The Glaring Contradiction of Republicans’ Rhetoric of Freedom

Getty; The Atlantic

For decades Republicans have marketed themselves as the party of freedom. During the 1990s and early 2000s, conservative activists took up the description of the GOP coined by the anti-tax activist Grover Norquist as the “leave us alone” coalition, so named because it consisted of voters whose stated aspiration was to live without government interference. At the height of the coronavirus pandemic, Republican governors led by Ron DeSantis in Florida gravitated toward unbending opposition to business and school shutdowns, as well as to mask or vaccine requirements, often overriding Democratic-run local governments that tried to impose them.

“While so many around the country have consigned the people’s rights to the graveyard,” DeSantis said in his annual State of the State address earlier this year, “Florida has stood as freedom’s vanguard.”

But the systematic drive by GOP state officials and the Republican-appointed Supreme Court justices to roll back seemingly long-settled civil rights and liberties, including the right to abortion, has provided Democrats with a unique opening to reverse the terms of this debate, particularly in races for state offices, where the rights battles are now centered. An array of Democratic governors and gubernatorial candidates are presenting Republicans as a threat to Americans’ freedoms.

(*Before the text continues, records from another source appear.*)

//! Conversion plans and their execution
//!
//! A [`ConversionPlan`] is immutable once built and can be shared between
//! threads; every execution works on a caller-owned buffer and, in
//! streaming mode, a caller-owned [`StreamState`].

use crate::adapter::{Adapter, StageContext};
use crate::error::{ExecError, PlanError};
use crate::planner;
use crate::rate::filter::PolyphaseFilter;
use crate::stream::StreamState;
use crate::types::AudioSpec;
use std::fmt;
use tracing::trace;

/// Ordered stage list converting one [`AudioSpec`] into another
#[derive(Debug, Clone, PartialEq)]
pub struct ConversionPlan {
    src: AudioSpec,
    dst: AudioSpec,
    stages: Vec<Adapter>,
    size_multiplier: f64,
    peak_multiplier: f64,
    headroom_samples: usize,
    filter: Option<PolyphaseFilter>,
    min_stream_frames: usize,
}

impl ConversionPlan {
    /// Plan the conversion of `src` into `dst`
    ///
    /// # Errors
    ///
    /// See [`planner::plan`].
    pub fn new(src: &AudioSpec, dst: &AudioSpec) -> Result<Self, PlanError> {
        planner::plan(src, dst)
    }

    pub(crate) fn from_parts(
        src: AudioSpec,
        dst: AudioSpec,
        stages: Vec<Adapter>,
        size_multiplier: f64,
        peak_multiplier: f64,
        headroom_samples: usize,
        filter: Option<PolyphaseFilter>,
        min_stream_frames: usize,
    ) -> Self {
        debug_assert!(
            filter.is_some() || !stages.iter().any(Adapter::uses_filter),
            "plan has a polyphase stage but no filter"
        );
        Self {
            src,
            dst,
            stages,
            size_multiplier,
            peak_multiplier,
            headroom_samples,
            filter,
            min_stream_frames,
        }
    }

    /// Source description
    pub fn src(&self) -> &AudioSpec {
        &self.src
    }

    /// Destination description
    pub fn dst(&self) -> &AudioSpec {
        &self.dst
    }

    /// Stages in execution order
    pub fn stages(&self) -> &[Adapter] {
        &self.stages
    }

    /// Whether the plan leaves every buffer untouched
    pub fn is_identity(&self) -> bool {
        self.stages.is_empty()
    }

    /// Ratio of output to input length
    pub fn size_multiplier(&self) -> f64 {
        self.size_multiplier
    }

    /// Largest ratio of an intermediate length to the input length
    pub fn peak_multiplier(&self) -> f64 {
        self.peak_multiplier
    }

    /// Extra samples the rate stages may produce past the multiplied length
    pub fn headroom_samples(&self) -> usize {
        self.headroom_samples
    }

    /// Polyphase filter of the arbitrary-ratio stage, if any
    pub fn filter(&self) -> Option<&PolyphaseFilter> {
        self.filter.as_ref()
    }

    /// Smallest block, in source frames, accepted by [`Self::convert_stream`]
    pub fn min_stream_frames(&self) -> usize {
        self.min_stream_frames
    }

    /// Bytes a buffer must hold to convert `length` input bytes in place
    pub fn required_capacity(&self, length: usize) -> usize {
        (length as f64 * self.peak_multiplier).ceil() as usize + 2 * self.headroom_samples
    }

    /// Upper bound of the output length for `length` input bytes
    pub fn output_len_hint(&self, length: usize) -> usize {
        (length as f64 * self.size_multiplier).ceil() as usize + 2 * self.headroom_samples
    }

    fn check_buffer(&self, capacity: usize, length: usize) -> Result<(), ExecError> {
        if length > capacity {
            return Err(ExecError::LengthExceedsBuffer { length, capacity });
        }
        let needed = self.required_capacity(length);
        if capacity < needed {
            return Err(ExecError::BufferTooSmall {
                needed,
                actual: capacity,
            });
        }
        Ok(())
    }

    /// Convert the first `length` bytes of `buffer` in place
    ///
    /// Each call treats its block as a complete signal: rate stages ramp in
    /// from and out to silence at the block edges. Returns the new length.
    ///
    /// # Errors
    ///
    /// Returns [`ExecError::LengthExceedsBuffer`] or
    /// [`ExecError::BufferTooSmall`] before touching the buffer.
    pub fn convert(&self, buffer: &mut [u8], length: usize) -> Result<usize, ExecError> {
        self.check_buffer(buffer.len(), length)?;

        let mut ctx = StageContext::one_shot(self.filter.as_ref());
        let mut len = length;
        for stage in &self.stages {
            len = stage.apply(buffer, len, &mut ctx);
        }
        trace!(input = length, output = len, "converted block");
        Ok(len)
    }

    /// Convert one block of a continuous stream in place
    ///
    /// Rate stages continue from the history held in `state` and only emit
    /// outputs whose receptive field is complete, so concatenating the
    /// outputs of successive calls yields the one-shot conversion of the
    /// concatenated input, minus the trailing latency.
    ///
    /// # Errors
    ///
    /// Returns [`ExecError::StreamMismatch`] when `state` belongs to another
    /// plan, [`ExecError::BlockTooShort`] when the block holds fewer than
    /// [`Self::min_stream_frames`] frames, and the buffer errors of
    /// [`Self::convert`]. Nothing is modified on error.
    pub fn convert_stream(
        &self,
        state: &mut StreamState,
        buffer: &mut [u8],
        length: usize,
    ) -> Result<usize, ExecError> {
        state.check(self)?;
        self.check_buffer(buffer.len(), length)?;
        let frames = length / self.src.bytes_per_frame();
        if frames < self.min_stream_frames {
            return Err(ExecError::BlockTooShort {
                frames,
                required: self.min_stream_frames,
            });
        }

        let mut carries = state.carries_mut().iter_mut();
        let mut len = length;
        for stage in &self.stages {
            let carry = if stage.is_rate_stage() {
                carries.next()
            } else {
                None
            };
            let mut ctx = StageContext {
                filter: self.filter.as_ref(),
                carry,
            };
            len = stage.apply(buffer, len, &mut ctx);
        }
        state.finish_block();
        trace!(input = length, output = len, block = state.blocks(), "converted stream block");
        Ok(len)
    }
}

impl fmt::Display for ConversionPlan {
    fn fmt(&self, f: &mut fmt::Formatter<'_>) -> fmt::Result {
        writeln!(f, "Conversion plan: {} -> {}", self.src, self.dst)?;
        writeln!(
            f,
            "  size multiplier {}, peak {}, headroom {} samples",
            self.size_multiplier, self.peak_multiplier, self.headroom_samples
        )?;
        if let Some(filter) = &self.filter {
            writeln!(f, "  filter: {}", filter)?;
        }
        if self.min_stream_frames > 0 {
            writeln!(f, "  min stream block: {} frames", self.min_stream_frames)?;
        }
        writeln!(f, "  stages:")?;
        if self.stages.is_empty() {
            writeln!(f, "    (identity)")?;
        }
        for stage in &self.stages {
            writeln!(f, "    {}", stage)?;
        }
        Ok(())
    }
}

“It has frustrated me that Republicans love to cloak themselves in this blanket of freedom and feel as though they own it somehow, when in fact what they are selling to the people of Pennsylvania, or the American people, really isn’t freedom at all,” Josh Shapiro, the state’s attorney general and Democratic nominee for governor, told me in an interview. “It’s far bigger government and more control over people’s everyday lives.”

One of the most dramatic expressions of this new thrust came last weekend when California’s Democratic governor, Gavin Newsom, who’s rapidly increased his visibility in national culture wars, ran a television ad on Fox News in Florida jabbing at DeSantis as a threat to liberty. In the ad, Newsom stands without a jacket or tie in the California sun as “America the Beautiful” plays in the background and declares, “It’s Independence Day, so let’s talk about what’s going on in America. Freedom: It’s under attack in your state.”

Supposedly representing the party of smaller government, Republicans across red states have in recent months approved a wave of intrusive actions as they work to unravel the “rights revolution” of the past 60 years. These measures include authorizing vigilante lawsuits by private citizens against anyone involved in providing an abortion and state investigations of parents who approved medical transition treatment for their transgender children (both in Texas), as well as restrictions on how both teachers and private companies alike can talk about race and gender and how K–12 teachers can discuss sexual orientation (the “Don’t Say Gay” law, in Florida). DeSantis has penalized in various ways the Walt Disney Company, the Tampa Bay Rays baseball team, and the Special Olympics for objecting to his policies.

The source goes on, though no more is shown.